Lines of the data that contain the word "Debug" are the ones to copy.

▶ DATA EXTRACT:
-*-

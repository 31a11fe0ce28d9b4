//! Configuration system for setlap.
//!
//! Load generation, set postprocessing and dump options from TOML or YAML
//! files instead of wiring them in code.
//!
//! # Examples
//!
//! Load configuration from a TOML string:
//!
//! ```
//! use setlap_config::SetlapConfig;
//! use setlap_core::{Algorithm, CombinationType};
//!
//! let config = SetlapConfig::from_toml_str(r#"
//!     algorithm = "direct"
//!
//!     [generation]
//!     type = "distinctIntersection"
//!     min = 1
//!     max = 3
//!     order = ["cardinality:desc", "name"]
//!     limit = 20
//!
//!     [sets]
//!     order = ["cardinality:desc"]
//!     limit = 10
//!
//!     [dump]
//!     compress = "yes"
//!     include_combinations = false
//! "#).unwrap();
//!
//! assert_eq!(config.algorithm, Algorithm::Direct);
//! assert_eq!(config.generation.kind, CombinationType::DistinctIntersection);
//! assert_eq!(config.sets.limit, Some(10));
//! assert!(!config.dump.include_combinations);
//! ```
//!
//! Use the default config when the file is missing:
//!
//! ```
//! use setlap_config::SetlapConfig;
//!
//! let config = SetlapConfig::load("setlap.toml").unwrap_or_default();
//! ```

use std::path::Path;

use serde::{Deserialize, Serialize};
use setlap_core::{
    Algorithm, CombinationType, Compress, GenerateOptions, OverlapMetric, SetPostprocess, SortKey,
};
use setlap_dump::{DumpOptions, StaticDumpOptions};
use thiserror::Error;

/// Configuration error
#[derive(Debug, Error)]
pub enum ConfigError {
    #[error("IO error: {0}")]
    Io(#[from] std::io::Error),

    #[error("TOML parse error: {0}")]
    Toml(#[from] toml::de::Error),

    #[error("YAML parse error: {0}")]
    Yaml(#[from] serde_yaml::Error),

    #[error("Invalid configuration: {0}")]
    Invalid(String),
}

/// Main setlap configuration.
#[derive(Debug, Clone, Default, PartialEq, Deserialize, Serialize)]
#[serde(rename_all = "snake_case")]
pub struct SetlapConfig {
    /// Generator used when combinations are generated from sets.
    #[serde(default)]
    pub algorithm: Algorithm,

    /// Combination options.
    #[serde(default)]
    pub generation: GenerateOptions,

    /// Ordering and limit of extracted sets.
    #[serde(default)]
    pub sets: SetPostprocess,

    /// Element-carrying dump options.
    #[serde(default)]
    pub dump: DumpOptions,

    /// Static dump options.
    #[serde(default)]
    pub static_dump: StaticDumpOptions,
}

impl SetlapConfig {
    /// Creates a new default configuration.
    pub fn new() -> Self {
        Self::default()
    }

    /// Loads configuration from a TOML file.
    ///
    /// # Errors
    ///
    /// Returns error if the file doesn't exist, contains invalid TOML, or
    /// fails [`validate`](Self::validate).
    pub fn load(path: impl AsRef<Path>) -> Result<Self, ConfigError> {
        Self::from_toml_file(path)
    }

    /// Loads configuration from a TOML file.
    pub fn from_toml_file(path: impl AsRef<Path>) -> Result<Self, ConfigError> {
        let contents = std::fs::read_to_string(path)?;
        Self::from_toml_str(&contents)
    }

    /// Parses configuration from a TOML string.
    pub fn from_toml_str(s: &str) -> Result<Self, ConfigError> {
        let config: Self = toml::from_str(s)?;
        config.validate()?;
        Ok(config)
    }

    /// Loads configuration from a YAML file.
    pub fn from_yaml_file(path: impl AsRef<Path>) -> Result<Self, ConfigError> {
        let contents = std::fs::read_to_string(path)?;
        Self::from_yaml_str(&contents)
    }

    /// Parses configuration from a YAML string.
    pub fn from_yaml_str(s: &str) -> Result<Self, ConfigError> {
        let config: Self = serde_yaml::from_str(s)?;
        config.validate()?;
        Ok(config)
    }

    /// Checks settings that parse but can never be satisfied.
    ///
    /// An empty degree range is only an error in strict mode, mirroring the
    /// generators.
    pub fn validate(&self) -> Result<(), ConfigError> {
        self.generation
            .check_range()
            .map(|_| ())
            .map_err(|e| ConfigError::Invalid(e.to_string()))?;
        if self.generation.joiner.as_deref() == Some("") {
            return Err(ConfigError::Invalid("joiner must not be empty".to_string()));
        }
        Ok(())
    }

    pub fn with_algorithm(mut self, algorithm: Algorithm) -> Self {
        self.algorithm = algorithm;
        self
    }

    pub fn with_generation(mut self, generation: GenerateOptions) -> Self {
        self.generation = generation;
        self
    }

    /// Sets the combination type.
    pub fn with_kind(mut self, kind: CombinationType) -> Self {
        self.generation.kind = kind;
        self
    }

    /// Sets the inclusive degree range.
    pub fn with_degree_range(mut self, min: usize, max: usize) -> Self {
        self.generation.min = min;
        self.generation.max = Some(max);
        self
    }

    /// Appends a combination sort key.
    pub fn with_order(mut self, key: SortKey) -> Self {
        self.generation.order.push(key);
        self
    }

    /// Limits the number of combinations.
    pub fn with_limit(mut self, limit: usize) -> Self {
        self.generation.limit = Some(limit);
        self
    }

    pub fn with_sets(mut self, sets: SetPostprocess) -> Self {
        self.sets = sets;
        self
    }

    pub fn with_compress(mut self, compress: Compress) -> Self {
        self.dump.compress = compress;
        self.static_dump.compress = compress;
        self
    }

    pub fn with_metric(mut self, metric: OverlapMetric) -> Self {
        self.static_dump.metric = metric;
        self
    }

    pub fn with_include_combinations(mut self, include: bool) -> Self {
        self.dump.include_combinations = include;
        self
    }
}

-*-

▶ RESPONSE:
#[derive(Debug, Error)]
#[derive(Debug, Clone, Default, PartialEq, Deserialize, Serialize)]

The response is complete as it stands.